But times change, and Portman finally seems to be getting some overdue respect. His detractors of the time -- New Urbanists who touted anti-urban, faux-historic greenfield developments like Celebration, Florida, and the postmodernists whose projects now look as dated as rolled jeans and popped collars -- have fallen out of favor, and elite firms like SHoP Architects are now being applauded for their innovation when they take on equity stakes in the projects they design.
Portman's way of designing -- with the human experience at its core -- seems to be gaining momentum again, and being a fan of his work no longer seems like a guilty pleasure. It feels good to be vindicated. Part of me has always hoped to design a huge atrium hotel like the Marriott Marquis or the Embarcadero Hyatt, but my own design sensibilities have evolved, and the building codes now make it almost impossible to build a monumental-scale atrium lobby like the Hyatt or the Marquis today.
But you never forget your first love. Here's to you, John Portman.
back in the day, when I first say the Hyatt Regency in SF, we all thought it and Embarcadero center was it - many years later - I worked on 3 floors of TI design in Embarcadero 4
John Portman was severely criticized for building a home on one of the exclusive Georgia Islands that was about four times the size of anyone else's. The atriums in his hotels were magnets for the suicidal jumpers as well.
I think Rem Koolhaas hated on Portman (Essay in S, M,X,XL) because he did not (re)invent the Atrium the way Portman did.

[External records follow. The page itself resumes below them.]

/*
 * Scheduling decisions.
 *
 * Kept as "pure" functions over `&mut ThreadTable` plus an explicit
 * `now_ms`/`current` — no HAL, no global state — the same separation
 * `bbrown1867-rucos-rs`'s `Kernel<I, T, N>` uses between deciding what
 * should run next and actually switching to it. That's what lets the
 * unblock/reap/select passes run under plain `#[test]` with a
 * hand-built `ThreadTable`, no target hardware required.
 */

use crate::config::MAX_THREADS;
use crate::kernel::tcb::{ThreadId, ThreadState, WakeReason};
use crate::kernel::thread_table::ThreadTable;

pub struct Scheduler {
    pub current: ThreadId,
}

impl Scheduler {
    pub const fn new() -> Self {
        Scheduler {
            current: ThreadId::MAIN,
        }
    }

    /// Moves any `Sleeping`/`*Timeout` thread whose deadline has passed
    /// back to `Running`, recording `WakeReason::TimedOut` for the
    /// blocking-call wrappers that resume it (spec.md §4.3 item 1).
    /// Returns the number of threads unblocked.
    pub fn unblock_expired(table: &mut ThreadTable, now_ms: u64) -> usize {
        let mut woken = 0;
        for tcb in table.threads.iter_mut() {
            let expired = tcb.wakeup_at_ms != 0 && now_ms >= tcb.wakeup_at_ms;
            if !expired {
                continue;
            }
            match tcb.state {
                ThreadState::Sleeping => {
                    tcb.state = ThreadState::Running;
                    // A periodic sleeper's `wakeup_at_ms` is its own
                    // `previous_wake` for the next `sleep_periodic_ms`
                    // call (spec.md §3) — only a one-shot `sleep_ms`
                    // clears it here.
                    if tcb.interval_ms == 0 {
                        tcb.wakeup_at_ms = 0;
                    }
                    woken += 1;
                }
                s if s.has_timeout() => {
                    tcb.state = ThreadState::Running;
                    tcb.wakeup_at_ms = 0;
                    tcb.wake_reason = WakeReason::TimedOut;
                    woken += 1;
                }
                _ => {}
            }
        }
        woken
    }

    /// First-fit-from-after-current scan across priority classes: picks
    /// the lowest-numbered priority value among all `Running` slots,
    /// then round-robins among ties starting one slot after whichever
    /// slot is currently selected (spec.md §4.3 item 3). Falls back to
    /// the main thread (always present, never reaped) if nothing else
    /// is runnable.
    pub fn select_next(table: &ThreadTable, current: ThreadId) -> ThreadId {
        let start = current.index();
        let mut best: Option<(u8, usize)> = None;

        for offset in 1..=MAX_THREADS {
            let idx = (start + offset) % MAX_THREADS;
            let tcb = &table.threads[idx];
            if tcb.state != ThreadState::Running {
                continue;
            }
            match best {
                Some((best_prio, _)) if tcb.priority >= best_prio => {}
                _ => best = Some((tcb.priority, idx)),
            }
        }

        match best {
            Some((_, idx)) => ThreadId(idx as u8),
            None => ThreadId::MAIN,
        }
    }

    /// Runs the unblock and reap passes and decides whether a context
    /// switch is warranted: either the current thread is no longer
    /// `Running` (blocked/ended/suspended), or `select_next` picked
    /// someone else — which also fires for an equal-priority peer, since
    /// spec.md §5 guarantees equal-priority runnable threads are served
    /// round-robin even if neither ever yields voluntarily.
    pub fn on_tick(
        &mut self,
        table: &mut ThreadTable,
        hal: &dyn crate::hal::Hal,
        now_ms: u64,
    ) -> bool {
        Self::unblock_expired(table, now_ms);
        table.reap(hal);

        if let Some(tcb) = table.get_mut(self.current) {
            if tcb.state == ThreadState::Running {
                tcb.ticks_budget = tcb.ticks_budget.saturating_sub(1);
            }
        }

        let current_runnable = table
            .get(self.current)
            .map(|t| t.state == ThreadState::Running)
            .unwrap_or(false);

        if !current_runnable {
            return true;
        }

        Self::select_next(table, self.current) != self.current
    }

    /// A voluntary yield never needs the unblock/reap passes to justify
    /// switching away — any other `Running` thread is reason enough.
    pub fn on_yield(&mut self, table: &ThreadTable) -> bool {
        Self::select_next(table, self.current) != self.current
    }

    pub fn block_current(&self, table: &mut ThreadTable, state: ThreadState, timeout_ms: Option<u64>, now_ms: u64) {
        if let Some(tcb) = table.get_mut(self.current) {
            tcb.state = state;
            tcb.wake_reason = WakeReason::None;
            tcb.wakeup_at_ms = timeout_ms.map(|t| now_ms + t).unwrap_or(0);
        }
    }
}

Thats a purely theoretical assumption.
Olaf: Ironically, during my lunch break today I was just thinking about how Portman's monograph describes "exploding" the parti of the Peachtree Center Hyatt (his first big atrium hotel), and the parallels between that and OMA's approach to the Seattle Public Library.

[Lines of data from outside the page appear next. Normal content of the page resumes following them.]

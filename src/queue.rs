/*
 * Bounded single-producer/single-consumer event queue (spec.md §6,
 * grounded in `EventQueue.cpp`). The original pops a default-constructed
 * element when empty instead of signaling "nothing here"; `pop` here
 * returns `Option<T>` instead, one of the documented fixes carried over
 * from the original source (SPEC_FULL.md's EventQueue supplement).
 */

use heapless::spsc::{Consumer, Producer, Queue};

pub struct EventQueue<T, const N: usize> {
    queue: Queue<T, N>,
}

impl<T, const N: usize> EventQueue<T, N> {
    pub const fn new() -> Self {
        EventQueue {
            queue: Queue::new(),
        }
    }

    /// Splits into a producer/consumer pair. Matches `heapless::spsc`'s
    /// own split, which is the only way to get a `Producer`/`Consumer`
    /// out of a `Queue` (spec.md's "single producer, single consumer").
    pub fn split(&mut self) -> (EventProducer<'_, T, N>, EventConsumer<'_, T, N>) {
        let (p, c) = self.queue.split();
        (EventProducer { inner: p }, EventConsumer { inner: c })
    }

    pub fn capacity(&self) -> usize {
        N - 1
    }
}

pub struct EventProducer<'q, T, const N: usize> {
    inner: Producer<'q, T, N>,
}

impl<'q, T, const N: usize> EventProducer<'q, T, N> {
    /// Pushes an event. Returns the event back if the queue is full
    /// (spec.md: "full is reported to the caller, not dropped silently").
    pub fn push(&mut self, value: T) -> Result<(), T> {
        self.inner.enqueue(value)
    }

    pub fn is_full(&self) -> bool {
        !self.inner.ready()
    }
}

pub struct EventConsumer<'q, T, const N: usize> {
    inner: Consumer<'q, T, N>,
}

impl<'q, T, const N: usize> EventConsumer<'q, T, N> {
    /// Pops the oldest event, or `None` if the queue is empty.
    pub fn pop(&mut self) -> Option<T> {
        self.inner.dequeue()
    }

    pub fn is_empty(&self) -> bool {
        !self.inner.ready()
    }

    pub fn len(&self) -> usize {
        self.inner.len()
    }
}

#[cfg(test)]
mod tests {
    use super::*;

    #[test]
    fn fifo_order_is_preserved() {
        let mut q: EventQueue<u32, 4> = EventQueue::new();
        let (mut p, mut c) = q.split();
        p.push(1).unwrap();
        p.push(2).unwrap();
        p.push(3).unwrap();
        assert_eq!(c.pop(), Some(1));
        assert_eq!(c.pop(), Some(2));
        assert_eq!(c.pop(), Some(3));
        assert_eq!(c.pop(), None);
    }

    #[test]
    fn pop_on_empty_queue_returns_none_not_a_default_value() {
        let mut q: EventQueue<u32, 4> = EventQueue::new();
        let (_p, mut c) = q.split();
        assert_eq!(c.pop(), None);
    }

    #[test]
    fn push_past_capacity_returns_the_value_back() {
        let mut q: EventQueue<u32, 2> = EventQueue::new();
        let (mut p, _c) = q.split();
        p.push(10).unwrap();
        assert_eq!(p.push(20), Err(20));
    }

    #[test]
    fn sixteen_pushes_against_capacity_eight_yield_exactly_eight_overflows_in_push_order() {
        // Capacity 8 needs N=9 (heapless::spsc reserves one slot).
        let mut q: EventQueue<u32, 9> = EventQueue::new();
        assert_eq!(q.capacity(), 8);
        let (mut p, mut c) = q.split();

        let mut overflow_count = 0;
        for item in 1..=16u32 {
            if p.push(item).is_err() {
                overflow_count += 1;
            }
        }
        assert_eq!(overflow_count, 8);

        for expected in 1..=8u32 {
            assert_eq!(c.pop(), Some(expected));
        }
        assert_eq!(c.pop(), None);
    }
}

Bored in church as a young lad, laid in the floor & the soaring ceiling above...later...a visit to DC & the classic buildings there...always looking up...that's where the action is...
this person qoutes Koolhaas from that essay http://designobserver.com/feature/xl/17708/ their conclusion is also interesting...."In other words, after Manhattanism, Portmanism. If Portman hadn’t existed, Koolhaas might have had to invent him, so interested is he in resuscitating the ideas of a certain set of third-tier architects, smart men who went the way of commerce and developed forms that, once copied, they could not control. Wallace K. Harrison falls into this category (see the XYZ Buildings on Sixth Avenue), as well as Victor Gruen, father of the mall, from whom I think Koolhaas derived his now-passed theory of “junkspace.”"

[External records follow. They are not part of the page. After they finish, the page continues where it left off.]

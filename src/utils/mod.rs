/*
 * Kernel Utilities and Support Functions
 *
 * Support infrastructure used throughout the kernel that isn't itself
 * thread/scheduling/sync logic.
 *
 * Key components:
 * - logger: Structured logging system for kernel messages
 */

pub mod logger;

Portman's Bonaventure Hotel in Los Angeles was an early milestone for me. I visited just after it opened in the late '70s, and those interiors were mind-boggling. And still are, literally: I was in there last year and found it impossible to navigate the 4-5 lobby floors whose visual connections (up, down, across) are completely ubiquitous, yet whose actual physical connections (stairs and bridges) are very few. I sort of felt trapped for about 5 minutes.
I think I drank my first proper cocktail in that rotating lounge on the top floor, too, so that's a big moment from high school.
I made a point to visit the Bonaventure when I lived in Los Angeles, and I absolutely love that lobby space, even if it's confusing as hell. It's the type of space I actually enjoy getting lost in. I should've had a cocktail in one of those floating cocktail pods.
David, I can appreciate your 'first love' feeling for Portman's architecture. There seems to be something consummately late-20th-century-American about it, with a strong dose of regionalism as well. Could Portman's architecture be seen, in Cold War terms, as capitalist antidote to Soviet Triumphalism?
I'm not sure I see the regionalist connection; his concepts were pretty consistent regardless of what region of the country they were in. Maybe I'm thinking of regionalism more along the lines of David Miller's granola-flavored critical regionalism.
The capitalist antidote to Soviet triumphalism, I can see... Some of his projects remind me a bit of the utopian brutalist megastructures proposed by Paul Rudolph, et al, but appropriated for capitalist purposes.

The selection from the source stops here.